Development and Validation of a Deep Learning-Based Microsatellite Instability Predictor from Prostate Cancer Whole-Slide Images
This work addresses the low routine testing of MSI status in prostate cancer patients, potentially directing them toward immunotherapy, though it is incremental as it applies an existing deep learning method to a new medical imaging domain.
The researchers tackled the problem of predicting microsatellite instability-high (MSI-H) status in prostate cancer from routine H&E whole-slide images, achieving area under the ROC curve values of 0.78, 0.72, and 0.72 on internal, external, and temporal validation sets.
Microsatellite instability-high (MSI-H) is a tumor agnostic biomarker for immune checkpoint inhibitor therapy.

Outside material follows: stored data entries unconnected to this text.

impl ClusterControllerRuntime {
    /// Build and start the runtime. Must be called inside a tokio runtime.
    ///
    /// # Errors
    ///
    /// Returns an error when the UDS server cannot be started or the
    /// persistence backend is unreadable.
    pub fn start(settings: &Settings) -> Result<Arc<Self>, JoynrError> {
        let scheduler = Arc::new(DelayedScheduler::thread_pool(
            tokio::runtime::Handle::current(),
            Duration::from_millis(settings.messaging.send_msg_retry_interval_ms),
        ));
        let dispatcher = Arc::new(LocalDispatcher::default());
        let stub_factory = CcStubFactory::new(Arc::clone(&dispatcher));
        let router = MessageRouter::new(
            Arc::clone(&stub_factory) as Arc<dyn StubFactory>,
            Arc::clone(&scheduler),
            settings.messaging.message_queue_limit,
            Duration::from_millis(settings.messaging.send_msg_retry_interval_ms),
        );
        let persistence = match crate::persistence::FileStore::open(
            settings
                .messaging
                .subscription_request_persistence_filename
                .clone(),
        ) {
            Ok(store) => Some(Arc::new(store) as Arc<dyn crate::persistence::KeyValueStore>),
            Err(error) => {
                log::warn!("[Runtime] subscription persistence unavailable: {error}");
                None
            }
        };
        let publication_manager = PublicationManager::new(
            Arc::clone(&scheduler),
            settings.messaging.ttl_uplift_ms,
            persistence,
        );

        let (server, events) = UdsServer::start(&settings.uds)?;

        let runtime = Arc::new(Self {
            router,
            publication_manager,
            scheduler,
            stub_factory,
            dispatcher,
            server,
            providers: Mutex::new(HashMap::new()),
            pump: Mutex::new(None),
        });
        let pump = tokio::spawn(Self::pump_events(Arc::clone(&runtime), events));
        *runtime.pump.lock().expect("pump lock") = Some(pump);
        Ok(runtime)
    }

    pub fn router(&self) -> &Arc<MessageRouter> {
        &self.router
    }

    pub fn publication_manager(&self) -> &Arc<PublicationManager> {
        &self.publication_manager
    }

    pub fn stub_factory(&self) -> &Arc<CcStubFactory> {
        &self.stub_factory
    }

    /// Register an in-process provider: its request caller feeds attribute
    /// publications, and its participant id becomes a local next hop.
    pub fn register_provider(
        self: &Arc<Self>,
        participant_id: &str,
        caller: Arc<dyn RequestCaller>,
    ) {
        self.providers
            .lock()
            .expect("providers lock")
            .insert(participant_id.to_owned(), caller);
        self.router
            .add_next_hop(participant_id, Address::InProcess, false);
    }

    /// Remove a provider and cascade its subscriptions away.
    pub fn unregister_provider(&self, participant_id: &str) {
        self.providers
            .lock()
            .expect("providers lock")
            .remove(participant_id);
        self.publication_manager
            .remove_all_subscriptions(participant_id);
        self.router.remove_next_hop(participant_id);
    }

    /// Register an in-process message listener (e.g. a proxy endpoint).
    pub fn register_message_listener(
        self: &Arc<Self>,
        participant_id: &str,
        listener: Arc<dyn MessageListener>,
    ) {
        self.dispatcher.register(participant_id, listener);
        self.router
            .add_next_hop(participant_id, Address::InProcess, false);
    }

    /// Stop the transports, the publication manager and the schedulers.
    pub async fn shutdown(&self) {
        self.server.shutdown().await;
        if let Some(pump) = self.pump.lock().expect("pump lock").take() {
            pump.abort();
            let _ = pump.await;
        }
        self.publication_manager.shutdown();
        self.scheduler.shutdown();
    }

    async fn pump_events(
        runtime: Arc<Self>,
        mut events: UnboundedReceiver<UdsServerEvent>,
    ) {
        while let Some(event) = events.recv().await {
            match event {
                UdsServerEvent::Connected {
                    address,
                    sender,
                    username,
                } => {
                    if let Address::UdsClient { id } = &address {
                        log::info!("[Runtime] client {id} connected (user {username})");
                        runtime.stub_factory.register_uds_sender(id, sender);
                        // The client itself is addressable under its own id.
                        runtime.router.add_next_hop(id, address.clone(), false);
                    }
                }
                UdsServerEvent::Disconnected { address } => {
                    if let Address::UdsClient { id } = &address {
                        log::info!("[Runtime] client {id} disconnected");
                        runtime.stub_factory.unregister_uds_sender(id);
                        runtime.router.remove_next_hop(id);
                    }
                }
                UdsServerEvent::Received { message, .. } => {
                    match ImmutableMessage::deserialize(&message) {
                        Ok(message) => runtime.on_message(Arc::new(message)),
                        Err(error) => {
                            log::error!("[Runtime] dropping unparseable message: {error}");
                        }
                    }
                }
            }
        }
    }

    /// Inbound message dispatch: subscription control addressed to a local
    /// provider is consumed here, everything else goes through the router.
    fn on_message(self: &Arc<Self>, message: Arc<ImmutableMessage>) {
        match message.message_type() {
            MessageType::SubscriptionRequest => {
                let caller = self
                    .providers
                    .lock()
                    .expect("providers lock")
                    .get(message.recipient())
                    .cloned();
                if let Some(caller) = caller {
                    self.handle_subscription_request(&message, caller);
                    return;
                }
                self.router.route(message);
            }
            MessageType::SubscriptionStop => {
                let is_local = self
                    .providers
                    .lock()
                    .expect("providers lock")
                    .contains_key(message.recipient());
                if is_local {
                    match serde_json::from_slice::<SubscriptionStop>(&message.payload()) {
                        Ok(stop) => {
                            self.publication_manager
                                .stop_subscription(&stop.subscription_id);
                        }
                        Err(error) => {
                            log::error!("[Runtime] bad subscription stop payload: {error}");
                        }
                    }
                    return;
                }
                self.router.route(message);
            }
            _ => self.router.route(message),
        }
    }

    fn handle_subscription_request(
        self: &Arc<Self>,
        message: &Arc<ImmutableMessage>,
        caller: Arc<dyn RequestCaller>,
    ) {
        let control = match serde_json::from_slice::<SubscriptionControl>(&message.payload()) {
            Ok(control) => control,
            Err(error) => {
                log::error!("[Runtime] bad subscription request payload: {error}");
                return;
            }
        };
        let sender = Arc::new(RouterPublicationSender {
            router: Arc::clone(&self.router),
        }) as Arc<dyn PublicationSender>;
        let proxy = message.sender();
        let provider = message.recipient();

        match control {
            SubscriptionControl::Attribute(request) => {
                self.publication_manager.add_attribute_subscription(
                    proxy, provider, caller, request, sender,
                );
            }
            SubscriptionControl::Broadcast(request) => {
                self.publication_manager
                    .add_broadcast_subscription(proxy, provider, request, sender);
            }
            SubscriptionControl::Multicast(request) => {
                self.router.add_multicast_receiver(
                    provider,
                    &request.subscribe_to_name,
                    request.partitions.clone(),
                    proxy,
                );
                self.publication_manager
                    .add_multicast_subscription(proxy, provider, request, sender);
            }
        }
    }
}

However, MSI status is not routinely tested in prostate cancer, in part due to low prevalence and assay cost. As such, prediction of MSI status from hematoxylin and eosin (H&E) stained whole-slide images (WSIs) could identify prostate cancer patients most likely to benefit from confirmatory testing and becoming eligible for immunotherapy. Prostate biopsies and surgical resections from de-identified records of consecutive prostate cancer patients referred to our institution were analyzed. Their MSI status was determined by next generation sequencing. Patients before a cutoff date were split into an algorithm development set (n=4015, MSI-H 1.8%) and a paired validation set (n=173, MSI-H 19.7%) that consisted of two serial sections from each sample, one stained and scanned internally and the other at an external site. Patients after the cutoff date formed the temporal validation set (n=1350, MSI-H 2.3%). Attention-based multiple instance learning models were trained to predict MSI-H from H&E WSIs. The MSI-H predictor achieved area under the receiver operating characteristic curve values of 0.78 (95% CI [0.69-0.86]), 0.72 (95% CI [0.63-0.81]), and 0.72 (95% CI [0.62-0.82]) on the internally prepared, externally prepared, and temporal validation sets, respectively. While MSI-H status is significantly correlated with Gleason score, the model remained predictive within each Gleason score subgroup. In summary, we developed and validated an AI-based MSI-H diagnostic model on a large real-world cohort of routine H&E slides, which effectively generalized to externally stained and scanned samples and a temporally independent validation cohort. This algorithm has the potential to direct prostate cancer patients toward immunotherapy and to identify MSI-H cases secondary to Lynch syndrome.